Vous possédez un compte ?
Connectez-vous pour payer plus vite.

L'anémie, définie par une diminution du taux d'hémoglobine sanguine, relève d'un diagnostic strictement médical : elle s'inscrit dans un continuum clinique qui mêle enquête étiologique, bilan biologique et prise en charge thérapeutique spécifique. Si l'alimentation peut contribuer à soutenir un statut martial satisfaisant et accompagner une récupération, elle n'a vocation ni à poser le diagnostic, ni à se substituer à la prescription médicale d'une supplémentation en fer, en vitamine B12 ou en folates. Cet article propose un panorama documenté des aliments à privilégier dans le cadre d'une hygiène alimentaire adaptée aux besoins en fer, B12 et folates, en détaillant les sources héminiques, non héminiques, les cofacteurs d'absorption et les associations utiles, sans se substituer à un avis médical et en rappelant la nécessité d'un suivi biologique auprès d'un professionnel de santé.
Avant toute démarche nutritionnelle ciblée, il est fondamental de rappeler que l'anémie n'est pas un symptôme à interpréter seul. Elle est objectivée par un hémogramme, complété par un dosage de la ferritine, de la transferrine, parfois des réticulocytes, de la vitamine B12 et des folates sériques. Seul un médecin est en mesure d'en identifier la cause, qu'il s'agisse d'une carence nutritionnelle, d'un saignement chronique, d'une malabsorption, d'une pathologie inflammatoire ou hématologique. L'Assurance maladie (ameli.fr) rappelle que toute suspicion d'anémie justifie une consultation médicale sans délai [1].

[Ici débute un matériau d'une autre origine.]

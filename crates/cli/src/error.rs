//! CLI error type.

use marketstall_storefront::api::ApiError;
use marketstall_storefront::cart::CartError;
use thiserror::Error;

/// Errors that can occur while running a command.
#[derive(Debug, Error)]
pub enum CliError {
    /// No usable token is stored.
    #[error("Not logged in. Run `mstall login <username>` first.")]
    NotLoggedIn,

    /// The platform has no config directory for the state file.
    #[error("No config directory found; pass --state-file")]
    NoConfigDir,

    /// The selected default cart no longer exists.
    #[error("Default cart {0} is no longer listed by the backend; run `mstall cart init`")]
    CartGone(marketstall_core::CartId),

    #[error(transparent)]
    Api(#[from] ApiError),

    #[error(transparent)]
    Cart(#[from] CartError),

    /// Reading or writing the state file failed.
    #[error("State file error: {0}")]
    Io(#[from] std::io::Error),

    #[error("JSON error: {0}")]
    Json(#[from] serde_json::Error),
}

impl CliError {
    /// Whether the backend rejected the stored token.
    #[must_use]
    pub fn is_auth_failure(&self) -> bool {
        match self {
            Self::Api(e) => e.is_auth_failure(),
            Self::Cart(e) => e.api_error().is_some_and(ApiError::is_auth_failure),
            _ => false,
        }
    }
}
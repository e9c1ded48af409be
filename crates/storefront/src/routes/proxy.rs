//! Pass-through proxy to the backend API.
//!
//! `/api/{*path}` is forwarded to the backend's `/api/{*path}` with the
//! query string, body and the request's credentials. The storefront's own
//! session cookie is never forwarded; a session token is sent as a bearer
//! header instead. Backend responses, including error statuses, are relayed
//! as they are.
//!
//! A successful mutation through the proxy evicts the cached responses it
//! may have changed, the same as the typed client's own mutations.

use axum::{
    body::{Body, to_bytes},
    extract::{Path, Request, State},
    http::{HeaderMap, HeaderName, Method, header},
    response::Response,
};
use tower_sessions::Session;
use tracing::instrument;

use crate::api::endpoints::{CARTS, LOGIN, LOGOUT, PRODUCTS};
use crate::api::{ApiError, CacheTag};
use crate::error::{AppError, Result};
use crate::middleware::{REQUEST_ID_HEADER, RequestId, resolve_authorization};
use crate::state::AppState;

/// Largest request body the proxy buffers.
const MAX_BODY_BYTES: usize = 2 * 1024 * 1024;

/// Request headers copied to the backend.
const FORWARDED_REQUEST_HEADERS: &[HeaderName] = &[
    header::ACCEPT,
    header::ACCEPT_LANGUAGE,
    header::CONTENT_TYPE,
    header::USER_AGENT,
];

/// Response headers copied back to the client.
const FORWARDED_RESPONSE_HEADERS: &[HeaderName] = &[
    header::CACHE_CONTROL,
    header::CONTENT_TYPE,
    header::LOCATION,
    header::RETRY_AFTER,
    header::SET_COOKIE,
];

fn copy_headers(from: &HeaderMap, to: &mut HeaderMap, names: &[HeaderName]) {
    for name in names {
        for value in from.get_all(name) {
            to.append(name.clone(), value.clone());
        }
    }
}

/// The cache tag a successful proxied request to `path` leaves stale.
fn affected_tag(method: &Method, path: &str) -> Option<CacheTag> {
    let under = |prefix: &str| {
        path.strip_prefix(prefix)
            .is_some_and(|rest| rest.is_empty() || rest.starts_with('/'))
    };

    if under(LOGOUT) {
        return Some(CacheTag::Cart);
    }
    if method.is_safe() {
        return None;
    }
    if under(CARTS) || under(LOGIN) {
        Some(CacheTag::Cart)
    } else if under(PRODUCTS) {
        Some(CacheTag::Product)
    } else {
        None
    }
}

/// Forward a request to the backend.
#[instrument(skip_all, fields(method = %request.method(), path = %path))]
pub async fn forward(
    State(state): State<AppState>,
    request_id: RequestId,
    Path(path): Path<String>,
    request: Request,
) -> Result<Response> {
    let (parts, body) = request.into_parts();
    let session = parts.extensions.get::<Session>().cloned();

    let backend_path = format!("/api/{path}");
    let mut url = state.api().endpoint(&backend_path)?;
    url.set_query(parts.uri.query());

    let body = to_bytes(body, MAX_BODY_BYTES)
        .await
        .map_err(|_| AppError::BadRequest("Request body too large".to_string()))?;

    let mut headers = HeaderMap::new();
    copy_headers(&parts.headers, &mut headers, FORWARDED_REQUEST_HEADERS);

    let mut outbound = state
        .api()
        .http()
        .request(parts.method.clone(), url)
        .headers(headers)
        .header(REQUEST_ID_HEADER, request_id.as_str())
        .body(body);

    if let Some(auth) = resolve_authorization(&parts, session.as_ref()).await {
        outbound = auth.apply(outbound);
    }

    let upstream = outbound.send().await.map_err(|e| {
        tracing::warn!(error = %e, "Proxy request failed");
        AppError::Api(ApiError::from_transport(e))
    })?;

    tracing::debug!(status = %upstream.status(), "Proxied");

    let affected = affected_tag(&parts.method, &backend_path);
    if let Some(tag) = affected.filter(|_| upstream.status().is_success()) {
        state.api().invalidate(tag);
    }

    let mut response = Response::builder().status(upstream.status());
    if let Some(response_headers) = response.headers_mut() {
        copy_headers(
            upstream.headers(),
            response_headers,
            FORWARDED_RESPONSE_HEADERS,
        );
    }

    response
        .body(Body::from_stream(upstream.bytes_stream()))
        .map_err(|e| AppError::Internal(format!("failed to build proxy response: {e}")))
}

#[cfg(test)]
mod tests {
    use super::*;

    #[test]
    fn test_cart_mutations_stale_carts() {
        assert_eq!(
            affected_tag(&Method::POST, "/api/v1/cart/add-item"),
            Some(CacheTag::Cart)
        );
        assert_eq!(
            affected_tag(&Method::DELETE, "/api/v1/cart/7"),
            Some(CacheTag::Cart)
        );
        assert_eq!(affected_tag(&Method::GET, "/api/v1/cart"), None);
    }

    #[test]
    fn test_product_mutations_stale_products() {
        assert_eq!(
            affected_tag(&Method::PUT, "/api/v1/product/3"),
            Some(CacheTag::Product)
        );
        assert_eq!(affected_tag(&Method::HEAD, "/api/v1/product"), None);
    }

    #[test]
    fn test_session_changes_stale_carts() {
        assert_eq!(
            affected_tag(&Method::POST, "/api/v1/users/login"),
            Some(CacheTag::Cart)
        );
        assert_eq!(
            affected_tag(&Method::GET, "/api/v1/users/logout"),
            Some(CacheTag::Cart)
        );
        assert_eq!(affected_tag(&Method::POST, "/api/v1/users/register"), None);
    }

    #[test]
    fn test_prefix_match_is_per_segment() {
        assert_eq!(affected_tag(&Method::POST, "/api/v1/cartography"), None);
    }
}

Une fatigue persistante inexpliquée, une pâleur cutanée, un essoufflement à l'effort modéré, des palpitations, des maux de tête ou des vertiges doivent orienter vers une consultation médicale. Chez la femme, les règles abondantes, la grossesse et l'allaitement augmentent les besoins en fer. Chez les seniors et les personnes aux régimes très restrictifs, le risque de carence en B12 ou en folates nécessite une vigilance particulière.
La production des globules rouges, ou érythropoïèse, mobilise trois nutriments essentiels. Le fer entre dans la composition de l'hémoglobine et participe au transport normal de l'oxygène dans l'organisme. La vitamine B12 (cobalamine) intervient dans la maturation des globules rouges et le métabolisme cellulaire. Les folates (vitamine B9) interviennent dans la synthèse de l'ADN et, à ce titre, dans la division des précurseurs érythrocytaires [2]. Sur le plan des allégations encadrées, le fer, la vitamine B9 et la vitamine B12 contribuent à la formation normale des globules rouges, et le fer contribue à une formation normale de l'hémoglobine ainsi qu'à réduire la fatigue. Les apports nutritionnels de référence indiqués ci-dessous suivent les valeurs publiées par l'ANSES [3].
| Nutriment | Rôle dans l'érythropoïèse | Apport recommandé adulte |
|---|---|---|
| Fer | Composant de l'hémoglobine | 11 mg/j homme, 16 mg/j femme non ménopausée |
| Vitamine B12 | Maturation des précurseurs érythrocytaires | 4 µg/j |
| Folates (B9) | Synthèse de l'ADN | 330 µg/j (600 µg pendant la grossesse) |
| Vitamine C | Cofacteur d'absorption du fer non héminique | 110 mg/j |

Le fer héminique, exclusivement présent dans les produits d'origine animale, affiche une biodisponibilité remarquable, de l'ordre de 20 à 30 % du fer ingéré. Il provient principalement de la myoglobine et de l'hémoglobine animales, concentrées dans les muscles et les abats. Viandes rouges, volailles, poissons et fruits de mer en constituent les principales sources alimentaires.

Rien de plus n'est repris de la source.